The twister of March 13, 1954, “screamed like a thousand banshees,” according to a Macon News report, as it killed six people, injured more than 50 others, tore apart 400 houses and wrecked 900 others.
Earlier this year, Friends of Rose Hill began soliciting help with the restoration project.
Before long, Lisa McClendon got the folks at Southway Crane Co. to donate their time and equipment.
The chunks of granite were removed in March and taken to Clark Memorials for them to be cleaned and 6-inch holes to be drilled in each half. A stainless steel rod and adhesive now join the pieces together.
Ellis said working around the weather and scheduling the crane took months to resolve.
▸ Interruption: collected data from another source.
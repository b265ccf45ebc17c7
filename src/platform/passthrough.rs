//! Pointer hit-testing and the pass-through input mode
//!
//! The host call that toggles pass-through can cross a process boundary, so
//! it is made only when the "over the ball" answer flips. The two-state
//! [`InputMode`] machine makes that structural: the only way to reach the
//! host is through a transition.

use glam::Vec2;

use super::host::{OverlayHost, PassthroughOptions};
use crate::sim::Body;

/// Decides whether a pointer sample is over the ball
#[derive(Debug, Clone, Copy, PartialEq)]
pub struct HitTester {
    /// Extra pixels around the ball that still count as a hit
    pub click_buffer: f32,
}

impl HitTester {
    pub fn new(click_buffer: f32) -> Self {
        Self { click_buffer }
    }

    /// Inclusive: a pointer exactly `radius + click_buffer` away is over
    pub fn is_over(&self, body: &Body, pointer: Vec2) -> bool {
        pointer.distance(body.pos) <= body.radius() + self.click_buffer
    }
}

/// Where pointer input currently goes
#[derive(Debug, Clone, Copy, PartialEq, Eq, Default)]
pub enum InputMode {
    /// Input falls through to the windows below
    #[default]
    PassThrough,
    /// Input is delivered to the overlay
    Interactive,
}

impl InputMode {
    pub fn for_hit(over: bool) -> Self {
        if over {
            InputMode::Interactive
        } else {
            InputMode::PassThrough
        }
    }

    #[inline]
    pub fn ignores_input(self) -> bool {
        self == InputMode::PassThrough
    }
}

/// Instruction for the host produced by a mode change
#[derive(Debug, Clone, Copy, PartialEq, Eq)]
pub struct PassthroughRequest {
    pub ignore_input: bool,
    pub options: PassthroughOptions,
}

impl PassthroughRequest {
    fn for_mode(mode: InputMode) -> Self {
        Self {
            ignore_input: mode.ignores_input(),
            options: PassthroughOptions { forward: true },
        }
    }

    pub fn send<H: OverlayHost + ?Sized>(self, host: &mut H) {
        host.set_input_passthrough(self.ignore_input, self.options);
    }
}

/// Edge-triggered bridge between hit-test results and the host
#[derive(Debug, Clone, Default)]
pub struct PassthroughBridge {
    mode: InputMode,
}

impl PassthroughBridge {
    /// Starts in pass-through: the overlay ignores input until approached
    pub fn new() -> Self {
        Self::default()
    }

    #[inline]
    pub fn mode(&self) -> InputMode {
        self.mode
    }

    #[inline]
    pub fn is_over(&self) -> bool {
        self.mode == InputMode::Interactive
    }

    /// The request that mirrors the current mode, for the startup sync
    pub fn current_request(&self) -> PassthroughRequest {
        PassthroughRequest::for_mode(self.mode)
    }

    /// Feed a hit-test result; returns a request only when the mode flips
    pub fn transition(&mut self, over: bool) -> Option<PassthroughRequest> {
        let next = InputMode::for_hit(over);
        if next == self.mode {
            return None;
        }
        log::debug!("Input mode {:?} -> {:?}", self.mode, next);
        self.mode = next;
        Some(PassthroughRequest::for_mode(next))
    }
}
“The biggest thing was, the crane that had the capacity to lift the stone had to be small enough to get in the gate,” Ellis said.
For decades since the storm, only the elaborately carved, 12-foot-tall base marked the 1887 grave of William Butler Johnston, the man who commissioned what is now known as the Hay House.
The twister hurled the obelisk down on the grave of family member George Washington Duncan, destroying his matching pink granite marker.
A note on Duncan’s white marble replacement slab commemorates the tornado.
About two-thirds up the pointed monument, the seam from the break serves as another reminder.
The Johnston tomb’s arches and columns rise up from the bank next to the nearly identical Bond tomb, which was immortalized on the back cover of the Allman Brothers Band’s first album.
A date for a re-dedication ceremony has not been set.